S9E1: Sarah Lubala, Mahtem Shiferraw & Phillippa Yaa de Villiers – Writing Across Time
17 Aug 2023
Image credits: Phillippa Yaa de Villiers by Fezekile Msimang
Phillippa Yaa de Villiers interviews Sarah Lubala and Mahtem Shiferraw about their poetry collections, A History of Disappearance and Nomenclatures of Invisibility. Sarah and Mahtem read several of their poems and contemplate language, ancestors, writing for a collective, migration, loss and awe.
Phillippa Yaa de Villiers lectures in Creative Writing at Wits University. Her one-woman show Original Skin toured nationally and to Germany. She is the author of the poetry collections Taller than Buildings (Centre for the Book, 2006), The Everyday Wife (Modjaji Books, 2010), which won the 2011 South African Literary Prize, and ice-cream headache in my bone (Modjaji Books, 2017). She co-edited Keorapetse Kgositsile: Collected Poems (Nebraska Press, 2023) alongside Uhuru Phalafala.
Sarah Lubala is a Congolese-born poet. She has been shortlisted twice for the Gerald Kraak Award, and once for The Brittle Paper Poetry Award. She is the winner of the 14th edition of the Castello Di Duino prize. Her debut collection, A History of Disappearance, (Botsotso Publishing, 2022) won a Humanities and Social Sciences Award in 2023.

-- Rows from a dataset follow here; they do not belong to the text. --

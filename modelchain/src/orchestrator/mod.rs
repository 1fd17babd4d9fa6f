//! Chain orchestration.
//!
//! [`ChainOrchestrator`] drives one topic through ideas, outline, draft and
//! final, then the optional quality check, emitting progress to an
//! [`EventSink`](crate::events::EventSink) as it goes.

mod engine;

pub use engine::ChainOrchestrator;

/// Quality assessment reported when the quality stage fails.
pub const QUALITY_UNAVAILABLE: &str = "quality check unavailable";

Mahtem Shiferraw is a writer and visual artist from Ethiopia and Eritrea. She is the author of three full-length poetry collections: Fuchsia which won the Sillerman First Book Prize for African Poets, Your Body is War and Nomenclatures of Invisibility (BOA Editions Ltd., 2023). She is the founder and executive director of Anaphora Arts. She also serves on the Editorial Board of World Literature Today.
In this episode we are in solidarity with writer and human rights defender Teesta Setalvad. We call on the authorities in India to drop the charges against her. You can read more about her case here.
As tributes to her, Sarah reads “If They Come for Us” by Fatimah Asghar, Mahtem reads “If They Come for Me: After Fatimah Asghar” and Phillippa reads “Black Things” by Heather Robertson.